- "One hearing's all my cousin Maude Ivory needs. That child never forgets anything with a tune."
- ―Lucy Gray Baird about Maude Ivory's remarkable ability[src]
Maude Ivory Baird was a member of the Covey singing group, said to have found their way to District 12. Maude Ivory was also the cousin of Lucy Gray Baird and Barb Azure Baird. She performed in the Hob with the rest of the Covey and was said to have an amazing singing voice. After her performance, she would step off the stage to accept spare money and other donations from the audience. Maude Ivory made her appearance in The Ballad of Songbirds and Snakes at no more than eight or nine years of age.
Maude Ivory was said to be able to remember anything with a tune after only hearing it once. She also played the drums, sang, and usually introduced the Covey at the start of their performances.
Maude Ivory grew up in District 12 with the Covey, performing around the district to make a profit and stay alive. During the Covey's first performance in the Hob after Lucy Gray returned from the Capitol, Maude Ivory wore a pink dress and curtsied before introducing her fellow Covey members behind the microphone, later singing a darkly funny song about a miner's daughter who drowned and inviting audience members to join the chorus. When it had ended, Maude Ivory passed around a basket for the audience to make donations, and was delighted when Coriolanus Snow gave her some of Mrs. Plinth's homemade popcorn balls. She pointed Coriolanus out to Lucy Gray, who was joyful that he had arrived.
When Billy Taupe showed up after the performance, Maude Ivory defended Lucy Gray and ordered him to leave. Later, when Coriolanus Snow and Sejanus Plinth visited the Covey at their home, they heard Maude Ivory singing while cracking nuts outdoors in an old dress. She fetched Barb Azure Baird and led the boys to The Meadow to meet Lucy Gray, then headed back to the house with Sejanus and the bread he handed her. However, they encountered Billy Taupe again, and Maude Ivory was irritated that Sejanus hadn't helped her shell nuts. She took him out to milk Shamus, the Covey's goat, going inside again to eat when they had finished.

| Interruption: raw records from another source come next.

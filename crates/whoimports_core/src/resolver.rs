use log::{debug, trace};
use path_clean::PathClean;
use std::{
    ffi::OsString,
    fs, io,
    path::{Path, PathBuf},
};

use crate::{
    config::{AliasConfig, AliasMap, PathMapConfig},
    constants::{INDEX_FILES, RESOLVE_EXTENSIONS, SOURCE_EXTENSIONS},
    reporter::{Reporter, ScanWarning},
};

/// Maps import specifiers onto files.
///
/// Strategies are tried in a fixed order and the first one that produces a
/// path wins:
///
/// 1. import map, exact key
/// 2. import map, first key (in declaration order) that prefixes the specifier
/// 3. tsconfig `paths`, first matching pattern
/// 4. relative specifiers (`./`, `../`)
/// 5. absolute specifiers (`/`)
///
/// Anything else is a bare package specifier and stays unresolved. Strategies
/// 1-3 fall through when the mapped path does not exist.
#[derive(Debug, Clone, Copy, Default)]
pub struct Resolver<'a> {
    import_map: Option<&'a AliasMap>,
    path_map: Option<&'a PathMapConfig>,
}

impl<'a> Resolver<'a> {
    pub fn new(import_map: Option<&'a AliasMap>, path_map: Option<&'a PathMapConfig>) -> Self {
        Self { import_map, path_map }
    }

    pub fn from_config(config: &'a AliasConfig) -> Self {
        Self::new(config.import_map.as_ref(), config.path_map.as_ref())
    }

    /// Resolves `specifier` as written in `from_file`.
    ///
    /// File-system errors are reported to `reporter` and leave the specifier
    /// unresolved.
    pub fn resolve(
        &self,
        from_file: &Path,
        specifier: &str,
        reporter: &dyn Reporter,
    ) -> Option<PathBuf> {
        match self.try_resolve(from_file, specifier) {
            Ok(resolved) => resolved,
            Err(e) => {
                reporter.warn(ScanWarning::ResolutionFailed {
                    from_file: from_file.to_path_buf(),
                    specifier: specifier.to_string(),
                    error: e.to_string(),
                });
                None
            }
        }
    }

    /// Like [`resolve`](Self::resolve), but hands file-system errors back.
    ///
    /// A relative specifier that matches nothing on disk still resolves to its
    /// normalized, un-suffixed path. Callers must check existence before
    /// trusting such a result.
    pub fn try_resolve(&self, from_file: &Path, specifier: &str) -> io::Result<Option<PathBuf>> {
        trace!("Resolving: '{}' from {}", specifier, from_file.display());
        let dir = from_file.parent().unwrap_or(from_file);

        if let Some(map) = self.import_map {
            if let Some(replacement) = map.exact(from_file, specifier) {
                trace!("Import map entry '{}' -> '{}'", specifier, replacement);
                if let Some(found) = probe(&dir.join(replacement).clean())? {
                    debug!("Resolved '{}' via import map to {}", specifier, found.display());
                    return Ok(Some(found));
                }
                trace!("Import map target for '{}' does not exist", specifier);
            }

            if let Some((key, replaced)) = map.prefix(from_file, specifier) {
                trace!("Import map prefix '{}' matched '{}'", key, specifier);
                if let Some(found) = probe(&dir.join(replaced).clean())? {
                    debug!("Resolved '{}' via import map prefix to {}", specifier, found.display());
                    return Ok(Some(found));
                }
                trace!("Import map prefix target for '{}' does not exist", specifier);
            }
        }

        if let Some(path_map) = self.path_map
            && let Some(mapped) = path_map.lookup(specifier)
        {
            let candidate = dir.join(&path_map.base_dir).join(mapped).clean();
            if let Some(found) = probe(&candidate)? {
                debug!("Resolved '{}' via tsconfig paths to {}", specifier, found.display());
                return Ok(Some(found));
            }
            trace!("tsconfig paths target {} does not exist", candidate.display());
        }

        if is_relative(specifier) {
            let resolved = dir.join(specifier).clean();
            return match probe(&resolved)? {
                Some(found) => {
                    trace!("Resolved relative import '{}' to {}", specifier, found.display());
                    Ok(Some(found))
                }
                None => {
                    trace!("Nothing on disk for '{}', keeping {}", specifier, resolved.display());
                    Ok(Some(resolved))
                }
            };
        }

        if specifier.starts_with('/') {
            let found = probe(&Path::new(specifier).clean())?;
            if found.is_none() {
                trace!("Failed to resolve absolute import '{}'", specifier);
            }
            return Ok(found);
        }

        trace!("Leaving bare specifier '{}' unresolved", specifier);
        Ok(None)
    }
}

fn is_relative(specifier: &str) -> bool {
    specifier.starts_with("./")
        || specifier.starts_with("../")
        || specifier == "."
        || specifier == ".."
}

/// Finds the file `path` refers to: the path itself, then the path with each
/// resolvable extension, then an index file inside it.
pub(crate) fn probe(path: &Path) -> io::Result<Option<PathBuf>> {
    if metadata(path)?.is_some_and(|m| m.is_file()) {
        return Ok(Some(path.to_path_buf()));
    }

    let base = strip_source_extension(path);
    for ext in RESOLVE_EXTENSIONS {
        let candidate = with_appended_extension(&base, ext);
        if metadata(&candidate)?.is_some_and(|m| m.is_file()) {
            return Ok(Some(candidate));
        }
    }

    if metadata(path)?.is_some_and(|m| m.is_dir()) {
        for index_file in INDEX_FILES {
            let candidate = path.join(index_file);
            if metadata(&candidate)?.is_some_and(|m| m.is_file()) {
                return Ok(Some(candidate));
            }
        }
    }

    Ok(None)
}

/// `Ok(None)` when nothing exists at `path`.
fn metadata(path: &Path) -> io::Result<Option<fs::Metadata>> {
    match fs::metadata(path) {
        Ok(m) => Ok(Some(m)),
        Err(e) if matches!(e.kind(), io::ErrorKind::NotFound | io::ErrorKind::NotADirectory) => {
            Ok(None)
        }
        Err(e) => Err(e),
    }
}

/// `a/button.js` -> `a/button`; `a/user.service` is left alone.
fn strip_source_extension(path: &Path) -> PathBuf {
    match path.extension().and_then(|e| e.to_str()) {
        Some(ext) if SOURCE_EXTENSIONS.contains(&ext) => path.with_extension(""),
        _ => path.to_path_buf(),
    }
}

fn with_appended_extension(base: &Path, ext: &str) -> PathBuf {
    let mut s: OsString = base.as_os_str().to_os_string();
    s.push(".");
    s.push(ext);
    PathBuf::from(s)
}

The next time the Covey performed in the Hob, Maude Ivory was again gifted popcorn balls by Coriolanus, and she sang him Lucy Gray's ballad because of it. Not long later, Coriolanus and Sejanus went to visit the Covey again, this time accompanying them to the lake. During the walk, Maude Ivory complained of pain caused by the shoes she was wearing, and was carried by the others while she sang and theorized about Lucy Gray's fate in the ballad. When they arrived at the lake, Maude Ivory took Sejanus to pick berries and explained the Covey's unique names to him and Coriolanus. While she napped, Clerk Carmine, another member of the Covey, gifted her a blue feather to put in her hair. She and Tam Amber later went to the Hob to trade berries for new shoes.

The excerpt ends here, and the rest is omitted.